> What is required: For each line of the data below that contains "Debug", return that line.
━━━━━━━━━━━━━━━━━━━━━━━━━━━━━━
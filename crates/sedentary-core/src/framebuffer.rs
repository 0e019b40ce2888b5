//! In-memory framebuffer with dirty-region tracking
//!
//! The dashboard renders every frame in full. Drawing into this buffer first
//! means only the pixels that actually changed between two full redraws are
//! pushed to the real display.

use alloc::vec;
use alloc::vec::Vec;
use core::convert::Infallible;
use embedded_graphics::pixelcolor::Rgb565;
use embedded_graphics::prelude::*;
use embedded_graphics::primitives::Rectangle;
use log::trace;

use crate::ui::{DISPLAY_HEIGHT_PX, DISPLAY_WIDTH_PX};

const WIDTH: usize = DISPLAY_WIDTH_PX as usize;
const HEIGHT: usize = DISPLAY_HEIGHT_PX as usize;

/// Bounding box of pixels changed since the last flush
#[derive(Debug, Clone, Copy, PartialEq)]
struct DirtyRect {
    min_x: usize,
    min_y: usize,
    max_x: usize,
    max_y: usize,
}

impl DirtyRect {
    fn at(x: usize, y: usize) -> Self {
        Self {
            min_x: x,
            min_y: y,
            max_x: x,
            max_y: y,
        }
    }

    fn include(&mut self, x: usize, y: usize) {
        self.min_x = self.min_x.min(x);
        self.min_y = self.min_y.min(y);
        self.max_x = self.max_x.max(x);
        self.max_y = self.max_y.max(y);
    }

    fn to_rectangle(self) -> Rectangle {
        Rectangle::new(
            Point::new(self.min_x as i32, self.min_y as i32),
            Size::new(
                (self.max_x - self.min_x + 1) as u32,
                (self.max_y - self.min_y + 1) as u32,
            ),
        )
    }
}

/// Full-screen RGB565 buffer implementing [`DrawTarget`]
pub struct FrameBuffer {
    pixels: Vec<Rgb565>,
    dirty: Option<DirtyRect>,
}

impl Default for FrameBuffer {
    fn default() -> Self {
        Self::new()
    }
}

impl FrameBuffer {
    /// Allocate a black framebuffer the size of the dashboard
    pub fn new() -> Self {
        Self {
            pixels: vec![Rgb565::BLACK; WIDTH * HEIGHT],
            dirty: None,
        }
    }

    /// Color at `(x, y)`, or `None` outside the buffer
    pub fn pixel(&self, x: i32, y: i32) -> Option<Rgb565> {
        if x < 0 || y < 0 || x as usize >= WIDTH || y as usize >= HEIGHT {
            return None;
        }
        Some(self.pixels[y as usize * WIDTH + x as usize])
    }

    /// Region that will be sent on the next [`Self::flush`]
    pub fn dirty_area(&self) -> Option<Rectangle> {
        self.dirty.map(DirtyRect::to_rectangle)
    }

    #[inline]
    fn set_pixel(&mut self, x: usize, y: usize, color: Rgb565) {
        let idx = y * WIDTH + x;
        if self.pixels[idx] != color {
            self.pixels[idx] = color;
            match &mut self.dirty {
                Some(rect) => rect.include(x, y),
                None => self.dirty = Some(DirtyRect::at(x, y)),
            }
        }
    }

    /// Copy the changed region to `display` and reset the dirty state
    ///
    /// No-op when nothing changed since the last flush.
    pub fn flush<D>(&mut self, display: &mut D) -> Result<(), D::Error>
    where
        D: DrawTarget<Color = Rgb565>,
    {
        let Some(rect) = self.dirty.take() else {
            return Ok(());
        };

        let area = rect.to_rectangle();
        trace!(
            "Flushing {}x{} region at ({}, {})",
            area.size.width, area.size.height, rect.min_x, rect.min_y
        );

        let width = area.size.width as usize;
        let pixels = &self.pixels;
        let rows = (rect.min_y..=rect.max_y).flat_map(move |y| {
            let start = y * WIDTH + rect.min_x;
            pixels[start..start + width].iter().copied()
        });

        display.fill_contiguous(&area, rows)
    }
}

impl OriginDimensions for FrameBuffer {
    fn size(&self) -> Size {
        Size::new(DISPLAY_WIDTH_PX, DISPLAY_HEIGHT_PX)
    }
}

impl DrawTarget for FrameBuffer {
    type Color = Rgb565;
    type Error = Infallible;

    fn draw_iter<I>(&mut self, pixels: I) -> Result<(), Self::Error>
    where
        I: IntoIterator<Item = Pixel<Self::Color>>,
    {
        for Pixel(coord, color) in pixels {
            if coord.x >= 0 && coord.y >= 0 && (coord.x as usize) < WIDTH && (coord.y as usize) < HEIGHT
            {
                self.set_pixel(coord.x as usize, coord.y as usize, color);
            }
        }
        Ok(())
    }

    fn fill_solid(&mut self, area: &Rectangle, color: Self::Color) -> Result<(), Self::Error> {
        let area = area.intersection(&self.bounding_box());
        let Some(bottom_right) = area.bottom_right() else {
            return Ok(());
        };

        for y in area.top_left.y..=bottom_right.y {
            for x in area.top_left.x..=bottom_right.x {
                self.set_pixel(x as usize, y as usize, color);
            }
        }
        Ok(())
    }

    fn clear(&mut self, color: Self::Color) -> Result<(), Self::Error> {
        for y in 0..HEIGHT {
            for x in 0..WIDTH {
                self.set_pixel(x, y, color);
            }
        }
        Ok(())
    }
}
//! Derived statistics and label formatting
//!
//! Everything here is a pure function of the store; nothing is cached.

use core::fmt::Write;

use heapless::String;

use crate::config::{CONFIDENCE_SCALE, CONFIDENCE_WINDOW};
use crate::store::TelemetryStore;
use crate::window::RollingWindow;

/// Maximum length of a formatted statistic label
pub const MAX_LABEL_LENGTH: usize = 32;

/// Short formatted label
pub type Label = String<MAX_LABEL_LENGTH>;

/// Statistics computed on demand from the store
#[derive(Debug, Clone, Copy, PartialEq, Default)]
pub struct DerivedStats {
    /// Stability score of recent acceleration, 0-100
    pub confidence: f64,
    /// Share of readings classified active, 0-100
    pub active_percent: f64,
}

impl DerivedStats {
    pub fn from_store(store: &TelemetryStore) -> Self {
        Self {
            confidence: confidence(store.accel_window()),
            active_percent: active_percent(store),
        }
    }
}

/// Confidence score from the variance of the most recent samples
///
/// `clamp(100 - variance * 50, 0, 100)` over the last [`CONFIDENCE_WINDOW`]
/// values. An empty window scores 0.
pub fn confidence<const N: usize>(window: &RollingWindow<f64, N>) -> f64 {
    let count = window.len().min(CONFIDENCE_WINDOW);
    if count == 0 {
        return 0.0;
    }

    let n = count as f64;
    let mean = window.latest(CONFIDENCE_WINDOW).sum::<f64>() / n;
    let variance = window
        .latest(CONFIDENCE_WINDOW)
        .map(|x| (x - mean) * (x - mean))
        .sum::<f64>()
        / n;

    (100.0 - variance * CONFIDENCE_SCALE).clamp(0.0, 100.0)
}

/// Percentage of all readings that were classified active
pub fn active_percent(store: &TelemetryStore) -> f64 {
    if store.total_readings() == 0 {
        return 0.0;
    }
    store.active_readings() as f64 / store.total_readings() as f64 * 100.0
}

/// Round a non-negative value to `10^-decimals`, halves rounding up
///
/// Returns the value scaled to an integer (e.g. 30.04 at one decimal is 300).
fn round_half_up(value: f64, decimals: u32) -> u64 {
    let scale = 10u64.pow(decimals) as f64;
    (value.max(0.0) * scale + 0.5) as u64
}

/// Active share scaled to `10^-decimals` percent, halves rounding up
///
/// Works on the counters directly so exact ties such as 21 of 40 (52.5%)
/// always round up.
fn active_percent_scaled(store: &TelemetryStore, decimals: u32) -> u64 {
    let total = store.total_readings() as u128;
    if total == 0 {
        return 0;
    }
    let scale = 100 * 10u128.pow(decimals);
    let active = store.active_readings() as u128;
    ((2 * active * scale + total) / (2 * total)) as u64
}

/// Active percentage with one decimal, e.g. `30.0%`
///
/// An empty session shows a bare `0%`.
pub fn format_active_percent(store: &TelemetryStore) -> Label {
    let mut label = Label::new();
    if store.total_readings() == 0 {
        let _ = label.push_str("0%");
        return label;
    }

    let tenths = active_percent_scaled(store, 1);
    let _ = write!(label, "{}.{}%", tenths / 10, tenths % 10);
    label
}

/// Active percentage rounded to a whole number for the donut centre, e.g. `30%`
pub fn format_active_percent_whole(store: &TelemetryStore) -> Label {
    let mut label = Label::new();
    let _ = write!(label, "{}%", active_percent_scaled(store, 0));
    label
}

/// Confidence rounded to a whole number, e.g. `97%`
pub fn format_confidence(confidence: f64) -> Label {
    let mut label = Label::new();
    let _ = write!(label, "{}%", round_half_up(confidence, 0));
    label
}

/// Sedentary timer as `MM:SS`; minutes are not wrapped into hours
pub fn format_timer(seconds: u64) -> Label {
    let mut label = Label::new();
    let _ = write!(label, "{:02}:{:02}", seconds / 60, seconds % 60);
    label
}

/// Duration in whole seconds, e.g. `1260s`
pub fn format_seconds(seconds: u64) -> Label {
    let mut label = Label::new();
    let _ = write!(label, "{}s", seconds);
    label
}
━━━━━━━━━━━━━━━━━━━━━━━━━━━━━━
> Solution for this task:
#[derive(Debug, Clone, Copy, PartialEq)]
#[derive(Debug, Clone, Copy, PartialEq, Default)]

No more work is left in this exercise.